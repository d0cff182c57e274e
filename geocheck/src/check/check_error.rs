//! Representation of a single detected defect.

use geocheck_types::{Geom, Point2d, VertexId};

use crate::changes::{ChangeType, ChangeWhat, Changes};
use crate::feature::FeatureId;
use crate::layer_features::LayerFeature;

/// Lifecycle state of a detected error.
///
/// The only transitions are `Pending -> Fixed` and `Pending -> Obsolete`; nothing leaves the two
/// terminal states.
#[derive(Debug, Copy, Clone, PartialEq, Eq, Hash)]
pub enum CheckErrorStatus {
    /// Detected, not yet handled.
    Pending,
    /// A resolution method was applied.
    Fixed,
    /// A later fix elsewhere invalidated this error.
    Obsolete,
}

/// One topological defect found by a check's detection pass.
#[derive(Debug, Clone)]
pub struct CheckError {
    check_id: &'static str,
    layer_id: String,
    feature_id: FeatureId,
    location: Point2d,
    error_geometry: Geom,
    vidx: VertexId,
    value: Option<f64>,
    other_feature: Option<(String, FeatureId)>,
    status: CheckErrorStatus,
    resolution_message: String,
}

impl CheckError {
    /// Creates a new pending error for the given feature at the given location.
    pub fn new(check_id: &'static str, layer_feature: &LayerFeature, location: Point2d) -> Self {
        Self {
            check_id,
            layer_id: layer_feature.layer_id().to_string(),
            feature_id: layer_feature.feature().id(),
            location,
            error_geometry: Geom::Point(location),
            vidx: VertexId::new(0, 0, 0),
            value: None,
            other_feature: None,
            status: CheckErrorStatus::Pending,
            resolution_message: String::new(),
        }
    }

    /// Sets the geometry highlighting the defect (shown by review tools).
    pub fn with_geometry(mut self, geometry: Geom) -> Self {
        self.error_geometry = geometry;
        self
    }

    /// Sets the part/ring/vertex locus of the defect.
    pub fn with_vidx(mut self, vidx: VertexId) -> Self {
        self.vidx = vidx;
        self
    }

    /// Attaches a numeric measure of the defect (an area, a length).
    pub fn with_value(mut self, value: f64) -> Self {
        self.value = Some(value);
        self
    }

    /// References a second feature involved in the defect (e.g. the overlapped neighbor).
    pub fn with_other_feature(mut self, layer_id: impl Into<String>, id: FeatureId) -> Self {
        self.other_feature = Some((layer_id.into(), id));
        self
    }

    /// Id of the check that produced the error.
    pub fn check_id(&self) -> &'static str {
        self.check_id
    }

    /// Id of the offending layer.
    pub fn layer_id(&self) -> &str {
        &self.layer_id
    }

    /// Id of the offending feature.
    pub fn feature_id(&self) -> FeatureId {
        self.feature_id
    }

    /// Representative location of the defect, in the map reference system.
    pub fn location(&self) -> Point2d {
        self.location
    }

    /// Geometry highlighting the defect.
    pub fn error_geometry(&self) -> &Geom {
        &self.error_geometry
    }

    /// Part/ring/vertex locus of the defect.
    pub fn vidx(&self) -> VertexId {
        self.vidx
    }

    /// Numeric measure of the defect, if the check recorded one.
    pub fn value(&self) -> Option<f64> {
        self.value
    }

    /// Second feature involved in the defect, if the check recorded one.
    pub fn other_feature(&self) -> Option<(&str, FeatureId)> {
        self.other_feature
            .as_ref()
            .map(|(layer_id, id)| (layer_id.as_str(), *id))
    }

    /// Current lifecycle state.
    pub fn status(&self) -> CheckErrorStatus {
        self.status
    }

    /// Whether the error still awaits a fix.
    pub fn is_pending(&self) -> bool {
        self.status == CheckErrorStatus::Pending
    }

    /// Message describing how the error was resolved or why it became obsolete.
    pub fn resolution_message(&self) -> &str {
        &self.resolution_message
    }

    /// Marks the error fixed with the given resolution description. Terminal states are kept.
    pub fn set_fixed(&mut self, method_name: &str) {
        if self.status == CheckErrorStatus::Pending {
            self.status = CheckErrorStatus::Fixed;
            self.resolution_message = method_name.to_string();
        }
    }

    /// Marks the error obsolete. Terminal states are kept.
    pub fn set_obsolete(&mut self, reason: &str) {
        if self.status == CheckErrorStatus::Pending {
            self.status = CheckErrorStatus::Obsolete;
            self.resolution_message = reason.to_string();
        }
    }

    /// Inspects the edits of an applied fix and marks this error obsolete when one of them
    /// invalidated its locus: the feature was removed or wholly changed, or the change happened
    /// in the same part at or before the error's ring/vertex.
    pub fn handle_changes(&mut self, changes: &Changes) {
        if self.status != CheckErrorStatus::Pending {
            return;
        }
        for change in changes.for_feature(&self.layer_id, self.feature_id) {
            let invalidates = match change.what {
                ChangeWhat::Feature => true,
                ChangeWhat::Part => {
                    change.vidx.part == self.vidx.part
                        || (change.change_type == ChangeType::Removed
                            && change.vidx.part < self.vidx.part)
                }
                ChangeWhat::Ring => {
                    change.vidx.part == self.vidx.part
                        && (change.vidx.ring == self.vidx.ring
                            || (change.change_type == ChangeType::Removed
                                && change.vidx.ring < self.vidx.ring))
                }
                ChangeWhat::Node => {
                    change.vidx.part == self.vidx.part
                        && change.vidx.ring == self.vidx.ring
                        && change.vidx.vertex <= self.vidx.vertex
                }
            };
            if invalidates {
                self.set_obsolete("a fix of another error altered the feature");
                return;
            }
        }
    }
}

#[cfg(test)]
mod tests {
    use super::*;
    use crate::changes::Change;

    fn error_at(vidx: VertexId) -> CheckError {
        CheckError {
            check_id: "TestCheck",
            layer_id: "layer".to_string(),
            feature_id: FeatureId(1),
            location: Point2d::new(0.0, 0.0),
            error_geometry: Geom::Point(Point2d::new(0.0, 0.0)),
            vidx,
            value: None,
            other_feature: None,
            status: CheckErrorStatus::Pending,
            resolution_message: String::new(),
        }
    }

    #[test]
    fn terminal_states_are_sticky() {
        let mut error = error_at(VertexId::new(0, 0, 0));
        error.set_fixed("No change");
        assert_eq!(error.status(), CheckErrorStatus::Fixed);
        error.set_obsolete("should not apply");
        assert_eq!(error.status(), CheckErrorStatus::Fixed);
        assert_eq!(error.resolution_message(), "No change");
    }

    #[test]
    fn feature_removal_obsoletes() {
        let mut error = error_at(VertexId::new(0, 1, 2));
        let mut changes = Changes::new();
        changes.add(
            "layer",
            FeatureId(1),
            Change::new(
                ChangeWhat::Feature,
                ChangeType::Removed,
                VertexId::new(0, 0, 0),
            ),
        );
        error.handle_changes(&changes);
        assert_eq!(error.status(), CheckErrorStatus::Obsolete);
    }

    #[test]
    fn unrelated_changes_keep_error_pending() {
        let mut error = error_at(VertexId::new(0, 1, 2));
        let mut changes = Changes::new();
        // a ring after the error's one, and a different feature entirely
        changes.add(
            "layer",
            FeatureId(1),
            Change::new(ChangeWhat::Ring, ChangeType::Removed, VertexId::new(0, 2, 0)),
        );
        changes.add(
            "layer",
            FeatureId(9),
            Change::new(
                ChangeWhat::Feature,
                ChangeType::Removed,
                VertexId::new(0, 0, 0),
            ),
        );
        error.handle_changes(&changes);
        assert!(error.is_pending());

        // removing an earlier ring shifts indices and obsoletes
        let mut changes = Changes::new();
        changes.add(
            "layer",
            FeatureId(1),
            Change::new(ChangeWhat::Ring, ChangeType::Removed, VertexId::new(0, 0, 0)),
        );
        error.handle_changes(&changes);
        assert_eq!(error.status(), CheckErrorStatus::Obsolete);
    }
}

- - -

> Problem details: Output only an exact transcription of the lines above from the one with "pub fn with_other_feature(mut" up to and including the one with "pub fn feature_id(&self)".

> Answer area:
    pub fn with_other_feature(mut self, layer_id: impl Into<String>, id: FeatureId) -> Self {
        self.other_feature = Some((layer_id.into(), id));
        self
    }

    /// Id of the check that produced the error.
    pub fn check_id(&self) -> &'static str {
        self.check_id
    }

    /// Id of the offending layer.
    pub fn layer_id(&self) -> &str {
        &self.layer_id
    }

    /// Id of the offending feature.
    pub fn feature_id(&self) -> FeatureId {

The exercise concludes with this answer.